During this visit, Plaintiff was alert, cooperative, and in no acute distress. (Tr. 296.) Dr. Rosenberg noted that her gait was normal, her muscle strength, sensation, and reflexes of the upper and lower extremities were also normal, and there was no clonus[3] at her wrists or ankles. (Tr. 297.) She had full range of motion of the lumbar spine and negative straight leg raise tests. ( Id. ) In addition, she exhibited fourteen fibromyalgia tender points. ( Id. ) Dr. Rosenberg's assessment was chronic pain/arthralgias likely secondary to fibromyalgia or somatization and depression. ( Id. ) He prescribed Cymbalta and physical therapy. ( Id. ) He also ordered lab tests to rule out a rheumatologic disorder. ( Id. )

One month later, in follow up for chronic pain, Plaintiff told Dr. Rosenberg that she improved about 25% using Cymbalta. (Tr. 292-93.) But she had been unable to increase the dosage of Cymbalta due to side effects of daytime fatigue and lightheadedness. (Tr. 292.) On examination, she was alert, cooperative, and in no acute distress. ( Id. ) Dr. Rosenberg noted that there were no abnormal findings and recommended therapy for depression, and he referred Plaintiff to a rheumatologist due to a positive FANA test.[4] ( Id. ) At that time, Plaintiff had not started physical therapy, explaining that the cost and her schedule were preventing her from doing so. ( Id. )

On November 20, 2009, Plaintiff saw Dr. Robert Conway at the University of Missouri Physical Medicine and Rehabilitation Clinic. (Tr. 288-89.) Dr.
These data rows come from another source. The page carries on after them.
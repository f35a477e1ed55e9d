//! Compensation executor: unwinds completed steps in reverse order.

use std::sync::Arc;
use std::time::Duration;

use crate::definition::SagaDefinition;
use crate::instance::SagaInstance;
use crate::invoker::{StepCall, StepInvoker, StepOutcome};
use crate::retry::{RetryPolicy, run_with_retry};
use crate::state::SagaStatus;
use crate::store::SagaStore;
use crate::{Result, SagaError};

/// Walks a failed saga's history backwards, invoking each compensating
/// action with the payload captured when the step succeeded.
///
/// Compensation calls follow the same retry/timeout policy as forward
/// steps. If one exhausts its retries the saga is marked `Failed` and the
/// walk stops — the system can no longer guarantee global consistency on
/// its own, so the state is surfaced for operator attention instead of
/// being retried forever.
pub struct CompensationExecutor<I> {
    invoker: Arc<I>,
    retry: RetryPolicy,
    call_timeout: Duration,
}

impl<I: StepInvoker> CompensationExecutor<I> {
    pub fn new(invoker: Arc<I>, retry: RetryPolicy, call_timeout: Duration) -> Self {
        Self {
            invoker,
            retry,
            call_timeout,
        }
    }

    /// Compensates every completed step of `saga`, newest first.
    ///
    /// Only callable while the saga is `Compensating`. Steps without a
    /// compensating action are skipped, as are steps already carrying a
    /// compensation record — re-entering after a crash resumes where the
    /// previous walk stopped.
    #[tracing::instrument(skip_all, fields(saga_id = %saga.saga_id()))]
    pub async fn compensate<S: SagaStore>(
        &self,
        store: &S,
        saga: &mut SagaInstance,
        definition: &SagaDefinition,
    ) -> Result<SagaStatus> {
        if saga.status() != SagaStatus::Compensating {
            return Err(SagaError::InvalidState {
                expected: "COMPENSATING".to_string(),
                actual: saga.status(),
            });
        }

        let completed: Vec<String> = saga
            .completed_steps()
            .into_iter()
            .map(str::to_string)
            .collect();

        for step_name in completed.iter().rev() {
            let step = definition
                .find(step_name)
                .ok_or_else(|| SagaError::UnknownStep {
                    saga_type: saga.saga_type().to_string(),
                    step: step_name.clone(),
                })?;

            if !step.compensating {
                continue;
            }
            if saga.is_step_compensated(step_name) {
                continue;
            }

            // Persist before the remote call so a crash resumes here.
            saga.touch();
            store.update(saga).await?;

            tracing::info!(step = step.name, "compensating step");
            let call = StepCall::new(saga.saga_id(), step.name, saga.payload().clone());
            let outcome = run_with_retry(
                self.invoker.as_ref(),
                &call,
                &self.retry,
                self.call_timeout,
                true,
            )
            .await;

            match outcome {
                StepOutcome::Success(_) => {
                    saga.record_compensation_completed(step.name)?;
                    store.update(saga).await?;
                }
                StepOutcome::RetryableFailure(reason) | StepOutcome::PermanentFailure(reason) => {
                    saga.record_compensation_failed(step.name, &reason)?;
                    saga.fail(format!(
                        "compensation for step '{}' failed: {reason}",
                        step.name
                    ))?;
                    store.update(saga).await?;

                    metrics::counter!("saga_failed_total").increment(1);
                    tracing::error!(
                        step = step.name,
                        %reason,
                        "compensation failed; saga requires operator attention"
                    );
                    return Ok(SagaStatus::Failed);
                }
            }
        }

        saga.mark_compensated()?;
        store.update(saga).await?;

        metrics::counter!("saga_compensated_total").increment(1);
        tracing::info!("saga compensated");
        Ok(SagaStatus::Compensated)
    }
}

#[cfg(test)]
mod tests {
    use super::*;
    use crate::definition::StepDefinition;
    use crate::memory::InMemorySagaStore;
    use async_trait::async_trait;
    use std::sync::Mutex;

    /// Records compensation order; optionally fails a named step.
    struct RecordingInvoker {
        compensated: Mutex<Vec<String>>,
        fail_step: Option<&'static str>,
    }

    impl RecordingInvoker {
        fn new(fail_step: Option<&'static str>) -> Self {
            Self {
                compensated: Mutex::new(Vec::new()),
                fail_step,
            }
        }
    }

    #[async_trait]
    impl StepInvoker for RecordingInvoker {
        async fn invoke(&self, _call: &StepCall) -> StepOutcome {
            StepOutcome::Success(serde_json::json!({}))
        }

        async fn compensate(&self, call: &StepCall) -> StepOutcome {
            if Some(call.step_name.as_str()) == self.fail_step {
                return StepOutcome::RetryableFailure("service unavailable".to_string());
            }
            self.compensated.lock().unwrap().push(call.step_name.clone());
            StepOutcome::Success(serde_json::json!({}))
        }
    }

    fn definition() -> SagaDefinition {
        SagaDefinition::new(
            "CreateBook",
            vec![
                StepDefinition::with_compensation("ensure_genre"),
                StepDefinition::with_compensation("create_authors"),
                StepDefinition::new("create_book"),
            ],
        )
    }

    async fn compensating_saga(store: &InMemorySagaStore, steps: &[&str]) -> SagaInstance {
        let mut saga = SagaInstance::new("CreateBook", serde_json::json!({}));
        for step in steps {
            saga.record_step_completed(step, serde_json::json!({})).unwrap();
        }
        saga.record_step_failed("next_step", "rejected").unwrap();
        saga.begin_compensation().unwrap();
        store.insert(&saga).await.unwrap();
        saga
    }

    fn executor(invoker: Arc<RecordingInvoker>) -> CompensationExecutor<RecordingInvoker> {
        CompensationExecutor::new(invoker, RetryPolicy::immediate(2), Duration::from_secs(1))
    }

    #[tokio::test]
    async fn compensates_in_reverse_order() {
        let store = InMemorySagaStore::new();
        let mut saga = compensating_saga(&store, &["ensure_genre", "create_authors"]).await;
        let invoker = Arc::new(RecordingInvoker::new(None));

        let status = executor(invoker.clone())
            .compensate(&store, &mut saga, &definition())
            .await
            .unwrap();

        assert_eq!(status, SagaStatus::Compensated);
        assert_eq!(
            *invoker.compensated.lock().unwrap(),
            ["create_authors", "ensure_genre"]
        );
    }

    #[tokio::test]
    async fn skips_steps_without_compensation() {
        let store = InMemorySagaStore::new();
        let mut saga =
            compensating_saga(&store, &["ensure_genre", "create_authors", "create_book"]).await;
        let invoker = Arc::new(RecordingInvoker::new(None));

        executor(invoker.clone())
            .compensate(&store, &mut saga, &definition())
            .await
            .unwrap();

        // create_book has no compensating action.
        assert_eq!(
            *invoker.compensated.lock().unwrap(),
            ["create_authors", "ensure_genre"]
        );
    }

    #[tokio::test]
    async fn compensation_failure_marks_saga_failed_and_stops() {
        let store = InMemorySagaStore::new();
        let mut saga = compensating_saga(&store, &["ensure_genre", "create_authors"]).await;
        let invoker = Arc::new(RecordingInvoker::new(Some("create_authors")));

        let status = executor(invoker.clone())
            .compensate(&store, &mut saga, &definition())
            .await
            .unwrap();

        assert_eq!(status, SagaStatus::Failed);
        // The walk stopped before ensure_genre.
        assert!(invoker.compensated.lock().unwrap().is_empty());
        assert!(saga.failure_reason().unwrap().contains("create_authors"));

        let stored = store.get(saga.saga_id()).await.unwrap().unwrap();
        assert_eq!(stored.status(), SagaStatus::Failed);
    }

    #[tokio::test]
    async fn resume_skips_already_compensated_steps() {
        let store = InMemorySagaStore::new();
        let mut saga = compensating_saga(&store, &["ensure_genre", "create_authors"]).await;

        // A previous walk already compensated create_authors.
        saga.record_compensation_completed("create_authors").unwrap();
        store.update(&mut saga).await.unwrap();

        let invoker = Arc::new(RecordingInvoker::new(None));
        let status = executor(invoker.clone())
            .compensate(&store, &mut saga, &definition())
            .await
            .unwrap();

        assert_eq!(status, SagaStatus::Compensated);
        assert_eq!(*invoker.compensated.lock().unwrap(), ["ensure_genre"]);
    }

    #[tokio::test]
    async fn requires_compensating_status() {
        let store = InMemorySagaStore::new();
        let mut saga = SagaInstance::new("CreateBook", serde_json::json!({}));
        store.insert(&saga).await.unwrap();

        let invoker = Arc::new(RecordingInvoker::new(None));
        let result = executor(invoker)
            .compensate(&store, &mut saga, &definition())
            .await;

        assert!(matches!(result, Err(SagaError::InvalidState { .. })));
    }

    #[tokio::test]
    async fn nothing_to_compensate_still_terminates_compensated() {
        let store = InMemorySagaStore::new();
        let mut saga = compensating_saga(&store, &[]).await;
        let invoker = Arc::new(RecordingInvoker::new(None));

        let status = executor(invoker)
            .compensate(&store, &mut saga, &definition())
            .await
            .unwrap();

        assert_eq!(status, SagaStatus::Compensated);
    }
}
Conway noted that Plaintiff recently had lab tests with normal results, ruling out a connective tissue disorder. ( Id. ) The plan was to treat Plaintiff with physical therapy, but she stated she "has not had time to get into physical therapy but thinks she will be able to get into it in the next couple of weeks." (Tr. 289.) Plaintiff also indicated that she was still too fatigued to increase her Cymbalta. ( Id. )

On July 16, 2010, Plaintiff sought evaluation for her wrist pain with Dr. Brian Schultz at Columbia Orthopaedic Group. (Tr. 302-03.) Plaintiff reported that her left wrist pain was worse than the right wrist, and she was right hand dominant. (Tr. 302.) She told Dr. Schultz that she had fractured her wrists in an accident in 1993, and she had wrist operations at Mayo Clinic several years later, with persistent pain since then. ( Id. ) She also reported that pain was limiting her abilities, particularly employment. ( Id. ) Dr. Schultz noted that "[i]t has been recommended to her that she pursue disability status. She reports that after her original surgery she was told she had a 7% disability of the wrist." ( Id. ) Upon examination, Plaintiff had forty degrees extension of the left wrist and thirty degrees flexion, which caused quite a bit of pain. ( Id. ) In her right wrist, she had seventy degrees of extension and eighty degrees of flexion. ( Id. ) Her strength, sensation, and reflexes were normal. ( Id. ) And her left wrist x-rays showed significant degenerative changes, while her right wrist x-rays were normal. ( Id. ) Dr. Schultz agreed with Dr. Eckenrode's prior recommendation for ulnar shortening osteotomy and possible decompression, but Plaintiff stated she was not ready to do so. (Tr. 302-03.) Dr. Schultz gave Plaintiff some samples of Celebrex and also recommended taking Extra Strength Tylenol four times a day. ( Id. ) He encouraged Plaintiff to wear braces on her wrists at night, and otherwise use her wrists for range of motion as much as possible. ( Id. )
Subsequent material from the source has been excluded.